=== REQUIRED WORK ===
Filter these entries, keeping only lines that hold the word "legs".

=== THE RECORDS ===

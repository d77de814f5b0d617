//! Coarse land-crossing classification.
//!
//! The reference landmasses are hand-drawn outlines with a few dozen vertices
//! each, not coastlines. They only answer "does this leg need a detour", and
//! saved routes were classified against exactly these boundaries. Changing a
//! vertex changes which routes count as safe, so any refinement needs its own
//! tests.
//!
//! Tests run in the planar (lon, lat) frame. A leg's far endpoint is unwrapped
//! to within 180 degrees of its near one, and each outline is also tested one
//! turn east and west, so legs across the antimeridian take the short way.

use crate::models::GeoPoint;
use crate::spatial::{segments_intersect_2d, unwrap_lon};
use serde::{Deserialize, Serialize};

const TURN_SHIFTS: [f64; 3] = [0.0, -360.0, 360.0];

/// A closed outline of `(lon, lat)` vertices; the closing edge is implicit.
#[derive(Debug, Clone, Serialize, Deserialize)]
pub struct Landmass {
    pub name: String,
    pub outline: Vec<[f64; 2]>,
}

impl Landmass {
    pub fn new(name: impl Into<String>, outline: &[[f64; 2]]) -> Self {
        Self {
            name: name.into(),
            outline: outline.to_vec(),
        }
    }

    /// Ray casting point-in-polygon test.
    pub fn contains(&self, point: &GeoPoint) -> bool {
        self.contains_xy(point.lon(), point.lat(), 0.0)
    }

    /// Point test against the outline moved `shift` degrees of longitude.
    fn contains_xy(&self, x: f64, y: f64, shift: f64) -> bool {
        let n = self.outline.len();
        if n < 3 {
            return false;
        }

        let x = x - shift;
        let mut inside = false;
        let mut j = n - 1;
        for i in 0..n {
            let [xi, yi] = self.outline[i];
            let [xj, yj] = self.outline[j];

            if ((yi > y) != (yj > y)) && (x < (xj - xi) * (y - yi) / (yj - yi) + xi) {
                inside = !inside;
            }
            j = i;
        }

        inside
    }

    /// True when the leg touches the outline or lies inside it.
    pub fn intersects_segment(&self, a: &GeoPoint, b: &GeoPoint) -> bool {
        if self.outline.len() < 3 {
            return false;
        }
        let a_xy = (a.lon(), a.lat());
        let b_xy = (unwrap_lon(a.lon(), b.lon()), b.lat());
        let n = self.outline.len();

        TURN_SHIFTS.iter().any(|&shift| {
            if self.contains_xy(a_xy.0, a_xy.1, shift) || self.contains_xy(b_xy.0, b_xy.1, shift) {
                return true;
            }
            (0..n).any(|i| {
                let [x1, y1] = self.outline[i];
                let [x2, y2] = self.outline[(i + 1) % n];
                segments_intersect_2d(a_xy, b_xy, (x1 + shift, y1), (x2 + shift, y2))
            })
        })
    }
}

/// Does the straight leg `a`-`b` cross any landmass? Symmetric in `a`, `b`.
pub fn crosses_land(a: &GeoPoint, b: &GeoPoint, landmasses: &[Landmass]) -> bool {
    landmasses.iter().any(|land| land.intersects_segment(a, b))
}

/// Name of the first landmass the leg crosses, for logging.
pub fn first_obstruction<'a>(a: &GeoPoint, b: &GeoPoint, landmasses: &'a [Landmass]) -> Option<&'a str> {
    landmasses
        .iter()
        .find(|land| land.intersects_segment(a, b))
        .map(|land| land.name.as_str())
}

const NORTH_AMERICA: &[[f64; 2]] = &[
    [-168.0, 65.0],
    [-140.0, 70.0],
    [-95.0, 72.0],
    [-80.0, 63.0],
    [-65.0, 60.0],
    [-55.0, 50.0],
    [-66.0, 44.0],
    [-70.0, 41.0],
    [-76.0, 35.0],
    [-81.0, 30.0],
    [-81.5, 25.0],
    [-84.0, 30.0],
    [-90.0, 29.0],
    [-97.0, 27.0],
    [-97.0, 22.0],
    [-95.0, 18.0],
    [-90.0, 21.0],
    [-87.0, 21.0],
    [-88.0, 16.0],
    [-83.0, 15.0],
    [-83.0, 10.0],
    [-77.5, 8.0],
    [-80.0, 7.0],
    [-86.0, 11.0],
    [-92.0, 14.0],
    [-105.0, 20.0],
    [-110.0, 23.0],
    [-117.0, 32.0],
    [-124.0, 40.0],
    [-125.0, 48.0],
    [-135.0, 57.0],
    [-150.0, 59.0],
    [-165.0, 55.0],
];

const SOUTH_AMERICA: &[[f64; 2]] = &[
    [-77.0, 8.0],
    [-72.0, 12.0],
    [-62.0, 10.5],
    [-52.0, 5.0],
    [-35.0, -5.0],
    [-39.0, -15.0],
    [-48.0, -26.0],
    [-58.0, -38.0],
    [-65.0, -42.0],
    [-68.0, -55.0],
    [-75.0, -50.0],
    [-73.0, -37.0],
    [-71.0, -18.0],
    [-81.0, -5.0],
    [-80.0, 1.0],
    [-77.0, 4.0],
];

const EUROPE: &[[f64; 2]] = &[
    [-10.0, 36.0],
    [-9.5, 43.0],
    [-2.0, 43.5],
    [-4.5, 48.5],
    [2.0, 51.0],
    [5.0, 53.5],
    [8.0, 57.0],
    [5.0, 62.0],
    [15.0, 70.0],
    [30.0, 70.0],
    [40.0, 67.0],
    [40.0, 45.0],
    [28.0, 41.0],
    [22.0, 36.5],
    [18.0, 40.0],
    [15.0, 38.0],
    [12.0, 44.0],
    [9.0, 44.0],
    [3.0, 43.0],
    [0.0, 39.0],
    [-2.0, 36.7],
    [-5.5, 36.0],
];

const AFRICA: &[[f64; 2]] = &[
    [-17.0, 21.0],
    [-17.0, 14.7],
    [-12.0, 5.0],
    [-8.0, 4.5],
    [0.0, 5.5],
    [9.0, 4.0],
    [9.0, -1.0],
    [12.0, -6.0],
    [14.0, -22.0],
    [18.0, -34.5],
    [27.0, -34.0],
    [33.0, -26.0],
    [40.0, -15.0],
    [40.5, -11.0],
    [39.0, -5.0],
    [42.0, -1.0],
    [51.0, 11.0],
    [43.0, 12.0],
    [37.0, 20.0],
    [32.0, 31.0],
    [20.0, 32.5],
    [11.0, 33.0],
    [10.0, 37.0],
    [-1.0, 35.8],
    [-6.0, 35.8],
    [-10.0, 30.0],
    [-13.0, 27.0],
];

const AUSTRALIA: &[[f64; 2]] = &[
    [113.0, -22.0],
    [114.0, -34.0],
    [118.0, -35.0],
    [129.0, -32.0],
    [135.0, -35.0],
    [141.0, -38.5],
    [150.0, -37.5],
    [153.0, -28.0],
    [153.0, -25.0],
    [146.0, -19.0],
    [142.0, -10.7],
    [136.0, -12.0],
    [130.0, -11.5],
    [122.0, -17.0],
];

/// The fixed reference set used by route synthesis.
pub fn reference_landmasses() -> Vec<Landmass> {
    vec![
        Landmass::new("North America", NORTH_AMERICA),
        Landmass::new("South America", SOUTH_AMERICA),
        Landmass::new("Europe", EUROPE),
        Landmass::new("Africa", AFRICA),
        Landmass::new("Australia", AUSTRALIA),
    ]
}

#[cfg(test)]
mod tests {
    use super::*;

    fn p(lat: f64, lon: f64) -> GeoPoint {
        GeoPoint::new(lat, lon).unwrap()
    }

    #[test]
    fn florida_strait_is_open_water() {
        // The North America outline stops west of Miami on purpose.
        let lands = reference_landmasses();
        let miami = p(25.7617, -80.1918);
        let nassau = p(25.0343, -77.3554);
        assert!(!lands.iter().any(|l| l.contains(&miami)));
        assert!(!crosses_land(&miami, &nassau, &lands));
    }

    #[test]
    fn atlantic_to_indian_ocean_crosses_africa() {
        let lands = reference_landmasses();
        let a = p(0.0, -20.0);
        let b = p(0.0, 60.0);
        assert!(crosses_land(&a, &b, &lands));
        assert_eq!(first_obstruction(&a, &b, &lands), Some("Africa"));
    }

    #[test]
    fn classification_is_symmetric() {
        let lands = reference_landmasses();
        let legs = [
            (p(0.0, -20.0), p(0.0, 60.0)),
            (p(40.0, -50.0), p(30.0, -30.0)),
            (p(25.7617, -80.1918), p(25.0343, -77.3554)),
            (p(-40.0, 100.0), p(-10.0, 160.0)),
        ];
        for (a, b) in legs {
            assert_eq!(crosses_land(&a, &b, &lands), crosses_land(&b, &a, &lands));
        }
    }

    #[test]
    fn open_ocean_leg_is_clear() {
        let lands = reference_landmasses();
        assert!(!crosses_land(&p(40.0, -50.0), &p(30.0, -30.0), &lands));
    }

    #[test]
    fn endpoint_inside_outline_counts_as_land() {
        let square = Landmass::new("square", &[[0.0, 0.0], [10.0, 0.0], [10.0, 10.0], [0.0, 10.0]]);
        assert!(square.intersects_segment(&p(5.0, 5.0), &p(6.0, 6.0)));
        assert!(!square.intersects_segment(&p(20.0, 20.0), &p(30.0, 30.0)));
    }

    #[test]
    fn degenerate_outline_never_matches() {
        let line = Landmass::new("line", &[[0.0, 0.0], [10.0, 0.0]]);
        assert!(!line.intersects_segment(&p(-1.0, 5.0), &p(1.0, 5.0)));
    }

    #[test]
    fn trans_pacific_leg_takes_the_short_way() {
        let lands = reference_landmasses();
        let tokyo_offshore = p(35.0, 145.0);
        let oregon_offshore = p(45.0, -135.0);
        assert!(!crosses_land(&tokyo_offshore, &oregon_offshore, &lands));
        assert!(!crosses_land(&oregon_offshore, &tokyo_offshore, &lands));
    }

    #[test]
    fn antimeridian_leg_still_sees_alaska() {
        let lands = reference_landmasses();
        let bering = p(60.0, 170.0);
        let inland = p(60.0, -160.0);
        assert_eq!(first_obstruction(&bering, &inland, &lands), Some("North America"));
        assert!(crosses_land(&inland, &bering, &lands));
    }
}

=== EXERCISE SOLUTION ===
//! turn east and west, so legs across the antimeridian take the short way.
        let legs = [
        for (a, b) in legs {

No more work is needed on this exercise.